- [Assigned task] In the entries below, find every line with the string "bool" and copy it.

- [Exercise data]
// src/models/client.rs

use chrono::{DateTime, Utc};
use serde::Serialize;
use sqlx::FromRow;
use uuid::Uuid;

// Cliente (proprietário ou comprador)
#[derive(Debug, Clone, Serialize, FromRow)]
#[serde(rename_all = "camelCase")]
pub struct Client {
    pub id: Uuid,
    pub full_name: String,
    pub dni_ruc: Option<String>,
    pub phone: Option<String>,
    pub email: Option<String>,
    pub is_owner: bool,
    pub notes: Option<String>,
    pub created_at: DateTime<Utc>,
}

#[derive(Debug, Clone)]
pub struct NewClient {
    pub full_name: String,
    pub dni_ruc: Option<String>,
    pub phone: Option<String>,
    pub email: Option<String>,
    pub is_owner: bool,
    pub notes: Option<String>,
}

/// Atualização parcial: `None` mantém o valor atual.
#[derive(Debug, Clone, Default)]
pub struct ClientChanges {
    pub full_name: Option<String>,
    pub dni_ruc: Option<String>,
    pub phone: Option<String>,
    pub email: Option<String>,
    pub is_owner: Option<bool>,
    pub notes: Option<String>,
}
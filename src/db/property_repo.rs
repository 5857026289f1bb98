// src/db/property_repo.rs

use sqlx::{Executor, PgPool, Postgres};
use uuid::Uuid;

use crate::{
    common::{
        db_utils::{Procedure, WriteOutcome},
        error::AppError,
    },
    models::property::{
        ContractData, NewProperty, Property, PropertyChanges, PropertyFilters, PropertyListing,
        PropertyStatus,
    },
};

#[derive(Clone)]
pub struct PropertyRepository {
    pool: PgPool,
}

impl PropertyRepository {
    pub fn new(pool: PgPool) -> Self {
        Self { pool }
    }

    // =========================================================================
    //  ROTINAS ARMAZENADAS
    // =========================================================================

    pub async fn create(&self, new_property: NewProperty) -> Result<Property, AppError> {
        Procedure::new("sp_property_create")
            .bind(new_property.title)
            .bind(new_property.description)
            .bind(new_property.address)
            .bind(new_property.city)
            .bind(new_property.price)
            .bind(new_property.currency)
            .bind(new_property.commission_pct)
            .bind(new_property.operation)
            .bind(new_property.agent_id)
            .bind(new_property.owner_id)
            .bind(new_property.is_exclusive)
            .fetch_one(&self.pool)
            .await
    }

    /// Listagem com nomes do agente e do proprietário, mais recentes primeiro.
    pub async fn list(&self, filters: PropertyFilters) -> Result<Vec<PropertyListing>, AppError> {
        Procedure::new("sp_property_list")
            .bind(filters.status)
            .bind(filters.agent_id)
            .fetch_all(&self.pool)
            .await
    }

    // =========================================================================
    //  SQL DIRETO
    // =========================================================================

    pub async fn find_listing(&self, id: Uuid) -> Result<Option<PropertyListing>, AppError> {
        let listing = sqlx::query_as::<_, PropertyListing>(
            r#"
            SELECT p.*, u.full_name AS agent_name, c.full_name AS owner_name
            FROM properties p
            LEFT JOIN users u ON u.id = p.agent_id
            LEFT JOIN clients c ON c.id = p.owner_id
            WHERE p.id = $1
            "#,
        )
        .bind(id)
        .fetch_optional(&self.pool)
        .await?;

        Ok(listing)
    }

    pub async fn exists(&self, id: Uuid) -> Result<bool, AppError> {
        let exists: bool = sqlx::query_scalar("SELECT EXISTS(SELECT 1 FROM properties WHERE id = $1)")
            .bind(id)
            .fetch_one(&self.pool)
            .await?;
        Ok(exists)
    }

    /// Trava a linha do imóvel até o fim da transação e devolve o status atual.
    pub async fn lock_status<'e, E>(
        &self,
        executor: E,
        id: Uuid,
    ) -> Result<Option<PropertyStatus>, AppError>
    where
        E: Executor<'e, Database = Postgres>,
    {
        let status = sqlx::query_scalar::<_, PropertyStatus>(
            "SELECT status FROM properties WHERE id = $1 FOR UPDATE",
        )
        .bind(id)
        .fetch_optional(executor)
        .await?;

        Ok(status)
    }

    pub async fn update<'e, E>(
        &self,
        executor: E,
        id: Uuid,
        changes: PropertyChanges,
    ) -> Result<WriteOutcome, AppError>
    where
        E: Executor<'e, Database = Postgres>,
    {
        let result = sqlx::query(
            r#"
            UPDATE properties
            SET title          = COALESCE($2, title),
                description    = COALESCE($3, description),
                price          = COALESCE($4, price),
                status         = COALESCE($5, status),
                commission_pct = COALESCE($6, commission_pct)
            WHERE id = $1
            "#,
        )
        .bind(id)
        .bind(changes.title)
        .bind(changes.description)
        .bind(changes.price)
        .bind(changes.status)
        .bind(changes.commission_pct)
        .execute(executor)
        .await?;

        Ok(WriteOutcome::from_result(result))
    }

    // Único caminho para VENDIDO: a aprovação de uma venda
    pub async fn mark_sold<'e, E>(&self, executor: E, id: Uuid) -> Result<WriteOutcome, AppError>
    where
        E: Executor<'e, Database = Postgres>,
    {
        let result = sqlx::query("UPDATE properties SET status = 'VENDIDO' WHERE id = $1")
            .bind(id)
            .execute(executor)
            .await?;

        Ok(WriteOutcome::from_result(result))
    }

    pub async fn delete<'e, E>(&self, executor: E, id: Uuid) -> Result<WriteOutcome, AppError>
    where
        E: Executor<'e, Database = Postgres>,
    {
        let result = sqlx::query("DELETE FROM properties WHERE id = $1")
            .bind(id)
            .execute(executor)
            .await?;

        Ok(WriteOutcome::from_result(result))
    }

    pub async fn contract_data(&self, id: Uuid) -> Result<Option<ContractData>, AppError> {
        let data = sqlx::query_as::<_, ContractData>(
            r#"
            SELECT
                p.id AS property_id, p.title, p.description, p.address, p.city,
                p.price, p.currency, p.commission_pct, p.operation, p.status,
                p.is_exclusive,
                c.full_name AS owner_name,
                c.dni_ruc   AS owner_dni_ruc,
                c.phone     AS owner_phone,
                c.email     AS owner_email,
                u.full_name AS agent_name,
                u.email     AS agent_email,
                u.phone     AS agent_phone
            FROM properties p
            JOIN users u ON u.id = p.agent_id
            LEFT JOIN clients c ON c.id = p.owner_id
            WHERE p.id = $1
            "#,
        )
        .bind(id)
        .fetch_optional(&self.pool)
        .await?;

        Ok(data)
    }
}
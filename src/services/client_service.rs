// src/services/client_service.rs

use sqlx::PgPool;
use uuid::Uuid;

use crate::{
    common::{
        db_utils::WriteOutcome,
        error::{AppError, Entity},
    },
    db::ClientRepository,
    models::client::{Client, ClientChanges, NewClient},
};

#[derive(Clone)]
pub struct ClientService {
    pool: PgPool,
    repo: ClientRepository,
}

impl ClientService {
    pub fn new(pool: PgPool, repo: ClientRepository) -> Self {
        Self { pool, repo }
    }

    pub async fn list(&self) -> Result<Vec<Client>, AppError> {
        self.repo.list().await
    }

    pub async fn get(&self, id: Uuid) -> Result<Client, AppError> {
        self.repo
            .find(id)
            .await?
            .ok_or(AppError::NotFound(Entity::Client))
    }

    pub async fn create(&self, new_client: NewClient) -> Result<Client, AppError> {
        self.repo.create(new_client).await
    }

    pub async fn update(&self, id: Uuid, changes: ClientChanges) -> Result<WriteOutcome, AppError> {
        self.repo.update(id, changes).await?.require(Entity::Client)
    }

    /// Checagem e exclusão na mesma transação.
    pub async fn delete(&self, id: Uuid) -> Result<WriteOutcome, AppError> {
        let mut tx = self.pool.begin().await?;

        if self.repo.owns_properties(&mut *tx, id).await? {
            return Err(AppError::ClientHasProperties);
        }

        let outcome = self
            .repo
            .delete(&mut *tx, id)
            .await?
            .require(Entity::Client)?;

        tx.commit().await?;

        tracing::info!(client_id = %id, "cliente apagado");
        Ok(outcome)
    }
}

- [Expected answer]
    pub is_owner: bool,
    pub is_owner: bool,
    pub is_owner: Option<bool>,
    pub async fn exists(&self, id: Uuid) -> Result<bool, AppError> {
        let exists: bool = sqlx::query_scalar("SELECT EXISTS(SELECT 1 FROM properties WHERE id = $1)")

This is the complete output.